What the task requires: Print every line of the listing below, starting with the line that holds "ctx.set_stroke_style_str(edge.style.stroke);" and going on through the line that holds "ctx.set_line_width(4.0);", both included, and print nothing else.
↓↓↓
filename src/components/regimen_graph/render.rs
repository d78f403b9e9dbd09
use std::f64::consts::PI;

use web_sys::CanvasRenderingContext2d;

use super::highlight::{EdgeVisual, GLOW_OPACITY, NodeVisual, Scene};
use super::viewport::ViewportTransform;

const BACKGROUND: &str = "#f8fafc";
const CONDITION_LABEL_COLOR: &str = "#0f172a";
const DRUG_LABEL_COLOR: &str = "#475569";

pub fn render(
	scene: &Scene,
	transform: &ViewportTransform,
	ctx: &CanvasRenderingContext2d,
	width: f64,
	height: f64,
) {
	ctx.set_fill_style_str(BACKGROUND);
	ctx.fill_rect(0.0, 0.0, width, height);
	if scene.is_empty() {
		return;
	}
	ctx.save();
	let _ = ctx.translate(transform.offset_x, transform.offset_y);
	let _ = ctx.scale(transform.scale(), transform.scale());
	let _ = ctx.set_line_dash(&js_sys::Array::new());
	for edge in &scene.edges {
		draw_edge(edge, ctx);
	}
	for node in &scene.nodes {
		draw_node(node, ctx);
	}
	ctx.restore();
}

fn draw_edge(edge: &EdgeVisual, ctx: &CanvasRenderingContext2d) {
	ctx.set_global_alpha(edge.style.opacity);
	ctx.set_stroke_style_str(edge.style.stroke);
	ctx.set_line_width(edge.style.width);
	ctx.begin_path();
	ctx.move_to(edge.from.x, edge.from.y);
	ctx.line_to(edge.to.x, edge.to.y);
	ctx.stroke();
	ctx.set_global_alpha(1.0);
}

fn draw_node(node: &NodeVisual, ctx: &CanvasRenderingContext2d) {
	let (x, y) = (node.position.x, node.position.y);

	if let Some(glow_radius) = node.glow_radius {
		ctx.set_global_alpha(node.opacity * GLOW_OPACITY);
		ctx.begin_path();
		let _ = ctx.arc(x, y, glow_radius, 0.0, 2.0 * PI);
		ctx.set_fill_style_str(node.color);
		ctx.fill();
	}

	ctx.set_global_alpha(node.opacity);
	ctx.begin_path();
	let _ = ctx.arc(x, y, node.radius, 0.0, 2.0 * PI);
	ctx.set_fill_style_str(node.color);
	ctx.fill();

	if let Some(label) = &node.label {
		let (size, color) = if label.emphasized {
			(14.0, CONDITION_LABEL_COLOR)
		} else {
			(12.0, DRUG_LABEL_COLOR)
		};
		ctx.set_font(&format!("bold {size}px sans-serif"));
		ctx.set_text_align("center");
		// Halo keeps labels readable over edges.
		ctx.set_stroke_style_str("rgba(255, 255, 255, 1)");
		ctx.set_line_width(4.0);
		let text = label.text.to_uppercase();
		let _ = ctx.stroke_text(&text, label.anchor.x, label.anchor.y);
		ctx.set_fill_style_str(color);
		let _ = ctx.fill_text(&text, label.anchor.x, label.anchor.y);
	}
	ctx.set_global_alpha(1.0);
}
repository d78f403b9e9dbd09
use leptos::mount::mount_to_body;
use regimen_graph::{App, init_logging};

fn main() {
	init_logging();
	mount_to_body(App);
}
↑↑↑
↓↓↓
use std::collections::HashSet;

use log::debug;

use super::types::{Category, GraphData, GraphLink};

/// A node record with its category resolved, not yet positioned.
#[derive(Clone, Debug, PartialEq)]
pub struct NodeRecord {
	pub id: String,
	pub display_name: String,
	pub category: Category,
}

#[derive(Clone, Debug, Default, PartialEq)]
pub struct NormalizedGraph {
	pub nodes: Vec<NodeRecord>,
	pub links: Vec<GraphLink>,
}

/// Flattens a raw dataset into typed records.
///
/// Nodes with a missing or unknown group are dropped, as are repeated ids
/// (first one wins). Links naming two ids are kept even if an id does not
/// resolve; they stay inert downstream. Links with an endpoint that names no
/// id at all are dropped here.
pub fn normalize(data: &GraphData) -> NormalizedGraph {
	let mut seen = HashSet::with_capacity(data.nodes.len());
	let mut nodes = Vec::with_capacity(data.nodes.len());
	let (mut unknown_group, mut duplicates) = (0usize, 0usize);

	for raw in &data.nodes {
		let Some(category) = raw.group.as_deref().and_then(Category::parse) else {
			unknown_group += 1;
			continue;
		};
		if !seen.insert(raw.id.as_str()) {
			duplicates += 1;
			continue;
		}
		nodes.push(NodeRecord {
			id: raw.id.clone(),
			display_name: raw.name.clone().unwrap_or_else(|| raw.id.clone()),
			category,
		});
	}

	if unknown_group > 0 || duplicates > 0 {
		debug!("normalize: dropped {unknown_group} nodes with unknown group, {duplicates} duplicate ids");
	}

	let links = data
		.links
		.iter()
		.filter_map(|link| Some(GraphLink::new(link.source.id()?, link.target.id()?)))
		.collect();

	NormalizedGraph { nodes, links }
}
↑↑↑
↓↓↓
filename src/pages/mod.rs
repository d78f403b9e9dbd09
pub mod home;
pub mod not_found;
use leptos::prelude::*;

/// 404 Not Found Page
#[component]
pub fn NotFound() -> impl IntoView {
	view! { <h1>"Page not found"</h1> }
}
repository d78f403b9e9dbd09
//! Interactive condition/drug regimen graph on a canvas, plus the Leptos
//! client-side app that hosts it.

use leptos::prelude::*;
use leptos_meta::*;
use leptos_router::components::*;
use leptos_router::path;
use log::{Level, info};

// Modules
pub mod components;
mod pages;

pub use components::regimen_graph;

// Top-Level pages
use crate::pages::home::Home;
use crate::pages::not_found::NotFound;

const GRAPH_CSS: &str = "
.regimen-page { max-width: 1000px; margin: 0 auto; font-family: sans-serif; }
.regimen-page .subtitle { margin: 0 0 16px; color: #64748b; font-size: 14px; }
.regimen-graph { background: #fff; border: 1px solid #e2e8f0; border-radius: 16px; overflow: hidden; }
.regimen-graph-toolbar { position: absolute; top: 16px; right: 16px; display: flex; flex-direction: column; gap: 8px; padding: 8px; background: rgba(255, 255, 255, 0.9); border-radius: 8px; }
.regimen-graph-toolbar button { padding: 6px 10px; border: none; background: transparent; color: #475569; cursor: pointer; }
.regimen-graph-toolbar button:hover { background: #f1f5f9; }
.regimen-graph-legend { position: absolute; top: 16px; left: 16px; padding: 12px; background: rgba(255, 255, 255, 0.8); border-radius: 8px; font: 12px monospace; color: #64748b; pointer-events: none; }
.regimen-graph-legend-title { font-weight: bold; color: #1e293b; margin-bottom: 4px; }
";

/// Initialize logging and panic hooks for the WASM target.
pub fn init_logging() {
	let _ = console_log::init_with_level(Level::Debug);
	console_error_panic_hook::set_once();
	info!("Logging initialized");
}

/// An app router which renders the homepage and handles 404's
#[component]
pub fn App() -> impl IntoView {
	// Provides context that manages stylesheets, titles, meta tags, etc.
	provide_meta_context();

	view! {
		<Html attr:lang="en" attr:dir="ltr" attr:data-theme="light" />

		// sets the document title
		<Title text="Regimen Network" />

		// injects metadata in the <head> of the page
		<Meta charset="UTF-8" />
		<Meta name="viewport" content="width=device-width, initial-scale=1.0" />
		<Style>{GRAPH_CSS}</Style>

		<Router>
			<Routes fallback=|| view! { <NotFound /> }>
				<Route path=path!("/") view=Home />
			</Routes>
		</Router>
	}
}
↑↑↑
Response:
	ctx.set_stroke_style_str(edge.style.stroke);
	ctx.set_line_width(edge.style.width);
	ctx.begin_path();
	ctx.move_to(edge.from.x, edge.from.y);
	ctx.line_to(edge.to.x, edge.to.y);
	ctx.stroke();
	ctx.set_global_alpha(1.0);
}

fn draw_node(node: &NodeVisual, ctx: &CanvasRenderingContext2d) {
	let (x, y) = (node.position.x, node.position.y);

	if let Some(glow_radius) = node.glow_radius {
		ctx.set_global_alpha(node.opacity * GLOW_OPACITY);
		ctx.begin_path();
		let _ = ctx.arc(x, y, glow_radius, 0.0, 2.0 * PI);
		ctx.set_fill_style_str(node.color);
		ctx.fill();
	}

	ctx.set_global_alpha(node.opacity);
	ctx.begin_path();
	let _ = ctx.arc(x, y, node.radius, 0.0, 2.0 * PI);
	ctx.set_fill_style_str(node.color);
	ctx.fill();

	if let Some(label) = &node.label {
		let (size, color) = if label.emphasized {
			(14.0, CONDITION_LABEL_COLOR)
		} else {
			(12.0, DRUG_LABEL_COLOR)
		};
		ctx.set_font(&format!("bold {size}px sans-serif"));
		ctx.set_text_align("center");
		// Halo keeps labels readable over edges.
		ctx.set_stroke_style_str("rgba(255, 255, 255, 1)");
		ctx.set_line_width(4.0);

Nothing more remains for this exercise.